Task directions »
Go through each line of the records below and count those with the word "DevEUI". Give only the count.

"""

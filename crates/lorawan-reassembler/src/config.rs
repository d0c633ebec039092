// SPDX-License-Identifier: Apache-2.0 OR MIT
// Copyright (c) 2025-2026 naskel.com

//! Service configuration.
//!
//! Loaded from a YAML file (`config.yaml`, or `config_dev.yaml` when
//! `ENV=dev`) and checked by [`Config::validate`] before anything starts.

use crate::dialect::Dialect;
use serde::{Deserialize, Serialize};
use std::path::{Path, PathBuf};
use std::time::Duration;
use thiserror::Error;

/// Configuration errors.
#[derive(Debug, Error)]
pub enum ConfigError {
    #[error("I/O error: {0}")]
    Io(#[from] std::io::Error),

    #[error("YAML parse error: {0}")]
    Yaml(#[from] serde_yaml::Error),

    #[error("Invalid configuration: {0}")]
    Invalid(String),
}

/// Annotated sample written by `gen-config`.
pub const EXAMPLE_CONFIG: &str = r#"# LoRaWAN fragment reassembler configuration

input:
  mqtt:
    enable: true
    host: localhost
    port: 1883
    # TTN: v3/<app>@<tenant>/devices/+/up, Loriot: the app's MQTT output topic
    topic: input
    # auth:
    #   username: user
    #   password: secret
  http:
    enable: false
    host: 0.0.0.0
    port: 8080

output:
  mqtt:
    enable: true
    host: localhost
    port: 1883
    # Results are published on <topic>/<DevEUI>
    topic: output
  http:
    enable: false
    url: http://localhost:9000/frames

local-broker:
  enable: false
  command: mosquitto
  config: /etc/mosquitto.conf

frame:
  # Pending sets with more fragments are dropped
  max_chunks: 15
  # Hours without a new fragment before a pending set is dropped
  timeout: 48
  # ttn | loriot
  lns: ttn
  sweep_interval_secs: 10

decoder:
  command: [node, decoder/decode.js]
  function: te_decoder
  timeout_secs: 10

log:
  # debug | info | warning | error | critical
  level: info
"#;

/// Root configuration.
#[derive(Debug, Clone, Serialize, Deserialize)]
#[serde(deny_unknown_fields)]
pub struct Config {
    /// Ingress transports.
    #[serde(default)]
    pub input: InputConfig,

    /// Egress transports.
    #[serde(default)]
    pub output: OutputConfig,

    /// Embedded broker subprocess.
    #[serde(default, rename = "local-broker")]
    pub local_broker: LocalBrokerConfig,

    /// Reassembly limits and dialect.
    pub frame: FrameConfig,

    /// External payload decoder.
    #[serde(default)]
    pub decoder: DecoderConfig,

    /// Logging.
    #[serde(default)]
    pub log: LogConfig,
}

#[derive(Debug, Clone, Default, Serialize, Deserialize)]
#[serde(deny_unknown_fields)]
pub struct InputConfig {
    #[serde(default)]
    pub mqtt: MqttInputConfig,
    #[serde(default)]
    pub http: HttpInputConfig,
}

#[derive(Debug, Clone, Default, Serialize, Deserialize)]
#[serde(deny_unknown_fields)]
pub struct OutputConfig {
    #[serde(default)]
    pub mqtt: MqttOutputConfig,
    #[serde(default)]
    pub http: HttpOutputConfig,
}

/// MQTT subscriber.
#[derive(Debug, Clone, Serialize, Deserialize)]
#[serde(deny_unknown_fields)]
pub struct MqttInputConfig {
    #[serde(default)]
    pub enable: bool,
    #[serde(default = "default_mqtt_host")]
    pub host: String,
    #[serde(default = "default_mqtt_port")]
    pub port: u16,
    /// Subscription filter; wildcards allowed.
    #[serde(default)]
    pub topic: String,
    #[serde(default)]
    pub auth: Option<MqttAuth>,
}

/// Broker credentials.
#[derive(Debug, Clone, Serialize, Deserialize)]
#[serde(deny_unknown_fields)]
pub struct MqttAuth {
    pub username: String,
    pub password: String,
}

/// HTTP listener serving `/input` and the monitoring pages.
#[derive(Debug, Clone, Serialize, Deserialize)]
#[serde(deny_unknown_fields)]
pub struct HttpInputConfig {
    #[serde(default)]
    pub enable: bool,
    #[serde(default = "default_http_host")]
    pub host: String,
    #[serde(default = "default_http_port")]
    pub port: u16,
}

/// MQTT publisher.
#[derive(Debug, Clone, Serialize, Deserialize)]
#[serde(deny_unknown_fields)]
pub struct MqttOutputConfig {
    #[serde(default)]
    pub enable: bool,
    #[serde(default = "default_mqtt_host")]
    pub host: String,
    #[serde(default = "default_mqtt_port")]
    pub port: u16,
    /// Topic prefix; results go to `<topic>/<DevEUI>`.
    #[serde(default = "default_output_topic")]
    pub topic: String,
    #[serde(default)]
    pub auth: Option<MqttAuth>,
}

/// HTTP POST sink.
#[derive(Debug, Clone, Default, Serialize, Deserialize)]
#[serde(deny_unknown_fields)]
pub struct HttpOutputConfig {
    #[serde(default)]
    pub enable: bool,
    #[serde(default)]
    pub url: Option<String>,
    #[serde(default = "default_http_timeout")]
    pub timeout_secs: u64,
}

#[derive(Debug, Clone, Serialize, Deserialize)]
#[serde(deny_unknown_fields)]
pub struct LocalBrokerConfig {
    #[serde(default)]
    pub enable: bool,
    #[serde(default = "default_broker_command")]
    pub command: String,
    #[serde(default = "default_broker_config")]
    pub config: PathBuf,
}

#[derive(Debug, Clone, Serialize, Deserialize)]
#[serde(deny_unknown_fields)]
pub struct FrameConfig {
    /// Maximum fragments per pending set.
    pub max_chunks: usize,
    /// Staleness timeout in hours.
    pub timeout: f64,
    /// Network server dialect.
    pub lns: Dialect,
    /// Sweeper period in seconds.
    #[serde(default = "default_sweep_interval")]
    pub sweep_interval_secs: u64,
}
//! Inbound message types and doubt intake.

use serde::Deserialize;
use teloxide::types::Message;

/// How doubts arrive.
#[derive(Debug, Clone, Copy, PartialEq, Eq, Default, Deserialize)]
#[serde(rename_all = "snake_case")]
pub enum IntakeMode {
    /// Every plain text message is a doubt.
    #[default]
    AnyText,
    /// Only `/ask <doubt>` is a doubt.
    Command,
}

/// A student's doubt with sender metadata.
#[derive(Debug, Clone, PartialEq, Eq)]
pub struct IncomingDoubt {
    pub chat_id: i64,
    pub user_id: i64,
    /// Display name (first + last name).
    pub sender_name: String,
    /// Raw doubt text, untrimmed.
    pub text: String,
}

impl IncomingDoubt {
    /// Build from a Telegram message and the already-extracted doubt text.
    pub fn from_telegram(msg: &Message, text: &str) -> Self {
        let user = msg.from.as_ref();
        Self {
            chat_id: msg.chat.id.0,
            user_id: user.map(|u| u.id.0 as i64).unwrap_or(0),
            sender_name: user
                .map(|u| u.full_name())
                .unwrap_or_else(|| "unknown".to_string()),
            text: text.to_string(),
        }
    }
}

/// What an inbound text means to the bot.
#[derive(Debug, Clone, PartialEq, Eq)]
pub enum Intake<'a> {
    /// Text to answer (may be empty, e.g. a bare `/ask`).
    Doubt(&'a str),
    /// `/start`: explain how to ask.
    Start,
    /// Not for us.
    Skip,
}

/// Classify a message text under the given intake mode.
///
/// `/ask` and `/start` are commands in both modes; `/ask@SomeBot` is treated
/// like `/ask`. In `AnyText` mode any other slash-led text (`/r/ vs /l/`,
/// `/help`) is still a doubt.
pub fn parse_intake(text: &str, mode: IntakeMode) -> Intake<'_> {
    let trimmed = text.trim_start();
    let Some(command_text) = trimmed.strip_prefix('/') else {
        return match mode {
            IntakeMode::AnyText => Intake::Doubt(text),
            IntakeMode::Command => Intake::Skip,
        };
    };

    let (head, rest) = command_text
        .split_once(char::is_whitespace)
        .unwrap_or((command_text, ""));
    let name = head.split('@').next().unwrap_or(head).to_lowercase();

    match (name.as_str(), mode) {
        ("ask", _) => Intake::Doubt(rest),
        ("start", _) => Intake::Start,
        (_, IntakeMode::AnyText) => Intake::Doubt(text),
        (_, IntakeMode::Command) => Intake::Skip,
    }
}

"""

Response »
2